Segment Start: Data provided

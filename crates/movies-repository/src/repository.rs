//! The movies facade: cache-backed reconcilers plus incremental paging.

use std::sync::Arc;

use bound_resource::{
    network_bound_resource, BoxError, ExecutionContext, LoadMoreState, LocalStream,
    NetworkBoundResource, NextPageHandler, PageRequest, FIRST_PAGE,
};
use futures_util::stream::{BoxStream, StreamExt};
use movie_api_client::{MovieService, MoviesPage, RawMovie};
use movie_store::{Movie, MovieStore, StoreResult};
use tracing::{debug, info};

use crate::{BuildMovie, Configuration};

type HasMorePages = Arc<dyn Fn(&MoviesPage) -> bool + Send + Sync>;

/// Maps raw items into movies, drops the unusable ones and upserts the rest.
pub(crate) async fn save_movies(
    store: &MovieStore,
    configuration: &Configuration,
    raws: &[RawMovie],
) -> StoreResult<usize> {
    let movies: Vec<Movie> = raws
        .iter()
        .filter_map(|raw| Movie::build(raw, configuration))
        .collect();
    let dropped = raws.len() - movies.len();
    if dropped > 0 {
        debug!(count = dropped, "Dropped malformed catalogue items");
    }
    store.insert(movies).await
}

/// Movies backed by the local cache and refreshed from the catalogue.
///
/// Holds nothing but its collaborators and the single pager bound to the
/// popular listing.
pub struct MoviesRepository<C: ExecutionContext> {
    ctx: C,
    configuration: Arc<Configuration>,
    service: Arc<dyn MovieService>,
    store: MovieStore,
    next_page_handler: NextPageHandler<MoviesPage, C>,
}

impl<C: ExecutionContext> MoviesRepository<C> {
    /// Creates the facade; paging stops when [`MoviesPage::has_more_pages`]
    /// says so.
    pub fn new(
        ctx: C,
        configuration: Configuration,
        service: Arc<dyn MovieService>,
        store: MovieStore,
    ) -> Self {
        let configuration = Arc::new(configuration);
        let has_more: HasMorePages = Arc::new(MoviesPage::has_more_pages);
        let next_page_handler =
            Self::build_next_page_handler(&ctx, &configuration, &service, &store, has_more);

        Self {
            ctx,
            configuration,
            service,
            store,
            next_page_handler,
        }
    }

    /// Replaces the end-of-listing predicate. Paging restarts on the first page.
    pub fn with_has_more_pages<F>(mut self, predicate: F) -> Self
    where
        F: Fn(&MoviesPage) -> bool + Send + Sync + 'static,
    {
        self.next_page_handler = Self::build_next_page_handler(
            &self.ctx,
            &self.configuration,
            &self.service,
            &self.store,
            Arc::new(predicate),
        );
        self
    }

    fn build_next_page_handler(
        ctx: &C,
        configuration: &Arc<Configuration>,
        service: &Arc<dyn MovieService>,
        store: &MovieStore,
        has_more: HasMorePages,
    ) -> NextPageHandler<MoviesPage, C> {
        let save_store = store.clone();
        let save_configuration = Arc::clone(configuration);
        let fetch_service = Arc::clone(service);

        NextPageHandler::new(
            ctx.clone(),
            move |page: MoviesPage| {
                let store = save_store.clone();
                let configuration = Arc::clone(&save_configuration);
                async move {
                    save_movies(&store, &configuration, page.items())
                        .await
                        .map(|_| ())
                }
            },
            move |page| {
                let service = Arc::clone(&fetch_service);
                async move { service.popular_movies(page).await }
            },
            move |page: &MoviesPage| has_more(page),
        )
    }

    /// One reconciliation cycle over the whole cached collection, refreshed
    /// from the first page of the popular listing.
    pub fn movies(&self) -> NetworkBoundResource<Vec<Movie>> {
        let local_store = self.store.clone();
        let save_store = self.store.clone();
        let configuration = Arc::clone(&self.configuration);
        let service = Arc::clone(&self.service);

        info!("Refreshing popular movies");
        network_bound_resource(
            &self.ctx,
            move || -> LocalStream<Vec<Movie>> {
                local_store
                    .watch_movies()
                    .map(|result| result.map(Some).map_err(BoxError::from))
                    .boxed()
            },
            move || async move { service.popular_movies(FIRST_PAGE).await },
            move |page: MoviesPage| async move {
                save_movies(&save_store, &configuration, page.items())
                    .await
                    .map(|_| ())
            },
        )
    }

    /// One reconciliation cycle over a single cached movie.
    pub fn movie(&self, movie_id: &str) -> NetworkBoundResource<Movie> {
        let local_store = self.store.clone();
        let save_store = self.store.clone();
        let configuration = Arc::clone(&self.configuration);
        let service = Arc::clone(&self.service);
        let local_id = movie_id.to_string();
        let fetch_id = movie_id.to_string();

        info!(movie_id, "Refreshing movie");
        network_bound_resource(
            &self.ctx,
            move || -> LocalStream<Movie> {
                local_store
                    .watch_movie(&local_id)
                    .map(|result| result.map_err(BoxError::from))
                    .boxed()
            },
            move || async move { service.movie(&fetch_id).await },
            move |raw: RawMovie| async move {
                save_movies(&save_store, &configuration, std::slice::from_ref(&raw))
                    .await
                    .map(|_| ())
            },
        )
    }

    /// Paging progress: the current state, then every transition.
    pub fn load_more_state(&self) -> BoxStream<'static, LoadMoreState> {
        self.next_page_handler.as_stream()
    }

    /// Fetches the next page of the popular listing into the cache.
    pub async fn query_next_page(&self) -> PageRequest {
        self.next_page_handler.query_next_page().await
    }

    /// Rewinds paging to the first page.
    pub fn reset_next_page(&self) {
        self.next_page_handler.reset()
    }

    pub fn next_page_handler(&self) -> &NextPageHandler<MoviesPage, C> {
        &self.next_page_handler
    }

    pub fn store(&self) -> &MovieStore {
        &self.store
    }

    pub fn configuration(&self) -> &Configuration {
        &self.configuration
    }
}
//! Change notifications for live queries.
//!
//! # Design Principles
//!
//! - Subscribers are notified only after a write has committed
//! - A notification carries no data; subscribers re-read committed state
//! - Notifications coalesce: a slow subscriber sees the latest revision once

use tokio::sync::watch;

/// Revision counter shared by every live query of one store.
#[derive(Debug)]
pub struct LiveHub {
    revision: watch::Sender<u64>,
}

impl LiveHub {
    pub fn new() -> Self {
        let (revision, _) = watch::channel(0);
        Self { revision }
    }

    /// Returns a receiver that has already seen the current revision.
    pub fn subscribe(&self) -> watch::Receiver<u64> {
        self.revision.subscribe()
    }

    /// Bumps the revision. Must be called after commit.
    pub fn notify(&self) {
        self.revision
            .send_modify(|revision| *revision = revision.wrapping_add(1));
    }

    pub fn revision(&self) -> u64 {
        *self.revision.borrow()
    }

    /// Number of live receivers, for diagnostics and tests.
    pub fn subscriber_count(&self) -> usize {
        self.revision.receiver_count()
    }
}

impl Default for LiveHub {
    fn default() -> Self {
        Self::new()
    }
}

Segment End: Data provided
Segment Start: Data provided

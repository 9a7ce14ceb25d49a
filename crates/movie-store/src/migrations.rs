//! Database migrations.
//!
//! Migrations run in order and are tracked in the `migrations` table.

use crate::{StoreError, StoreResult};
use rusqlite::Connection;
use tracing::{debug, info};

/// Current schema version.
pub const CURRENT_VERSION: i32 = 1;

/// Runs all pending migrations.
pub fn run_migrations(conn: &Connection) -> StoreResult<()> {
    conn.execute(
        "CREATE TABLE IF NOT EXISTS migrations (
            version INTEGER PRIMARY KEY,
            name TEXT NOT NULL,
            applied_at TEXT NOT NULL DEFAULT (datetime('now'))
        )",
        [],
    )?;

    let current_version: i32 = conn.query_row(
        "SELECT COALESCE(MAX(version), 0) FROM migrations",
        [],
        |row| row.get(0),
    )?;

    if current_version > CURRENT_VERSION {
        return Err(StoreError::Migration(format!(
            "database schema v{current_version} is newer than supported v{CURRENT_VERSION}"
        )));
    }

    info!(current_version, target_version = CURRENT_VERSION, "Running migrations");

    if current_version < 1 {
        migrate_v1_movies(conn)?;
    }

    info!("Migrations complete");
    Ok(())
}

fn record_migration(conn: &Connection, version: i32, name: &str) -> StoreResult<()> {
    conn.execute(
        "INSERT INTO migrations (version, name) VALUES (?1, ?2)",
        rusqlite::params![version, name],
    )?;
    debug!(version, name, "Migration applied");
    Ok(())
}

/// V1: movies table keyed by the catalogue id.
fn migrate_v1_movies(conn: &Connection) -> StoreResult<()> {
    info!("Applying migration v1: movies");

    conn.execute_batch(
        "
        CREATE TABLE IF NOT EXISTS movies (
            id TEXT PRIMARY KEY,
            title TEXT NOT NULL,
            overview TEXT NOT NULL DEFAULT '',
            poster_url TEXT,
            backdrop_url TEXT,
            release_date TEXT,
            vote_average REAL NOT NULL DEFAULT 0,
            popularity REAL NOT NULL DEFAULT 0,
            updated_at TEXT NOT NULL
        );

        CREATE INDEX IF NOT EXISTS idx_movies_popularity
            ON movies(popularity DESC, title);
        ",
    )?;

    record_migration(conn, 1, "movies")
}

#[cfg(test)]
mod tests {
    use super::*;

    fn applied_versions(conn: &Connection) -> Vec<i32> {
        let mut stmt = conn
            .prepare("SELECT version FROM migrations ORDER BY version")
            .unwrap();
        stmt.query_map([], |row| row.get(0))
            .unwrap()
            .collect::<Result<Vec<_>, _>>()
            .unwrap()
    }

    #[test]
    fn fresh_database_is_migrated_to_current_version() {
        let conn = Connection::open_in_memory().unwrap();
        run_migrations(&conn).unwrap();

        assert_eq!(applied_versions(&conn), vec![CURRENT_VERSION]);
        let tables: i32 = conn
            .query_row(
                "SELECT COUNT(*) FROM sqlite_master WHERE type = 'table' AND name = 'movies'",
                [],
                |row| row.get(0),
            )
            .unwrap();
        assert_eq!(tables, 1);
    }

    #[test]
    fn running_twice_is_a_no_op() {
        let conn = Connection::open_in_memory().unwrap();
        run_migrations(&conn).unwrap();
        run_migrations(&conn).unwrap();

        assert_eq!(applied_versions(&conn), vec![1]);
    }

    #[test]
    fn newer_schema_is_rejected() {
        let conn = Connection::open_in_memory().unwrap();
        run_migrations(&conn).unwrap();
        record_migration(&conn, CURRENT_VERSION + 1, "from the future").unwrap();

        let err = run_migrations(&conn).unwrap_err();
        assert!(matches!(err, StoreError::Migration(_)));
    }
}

Segment End: Data provided

▶ What is needed: Given the word "tests", show every line of the records that contains it.

▶ Exercise answer:
    /// Number of live receivers, for diagnostics and tests.
mod tests {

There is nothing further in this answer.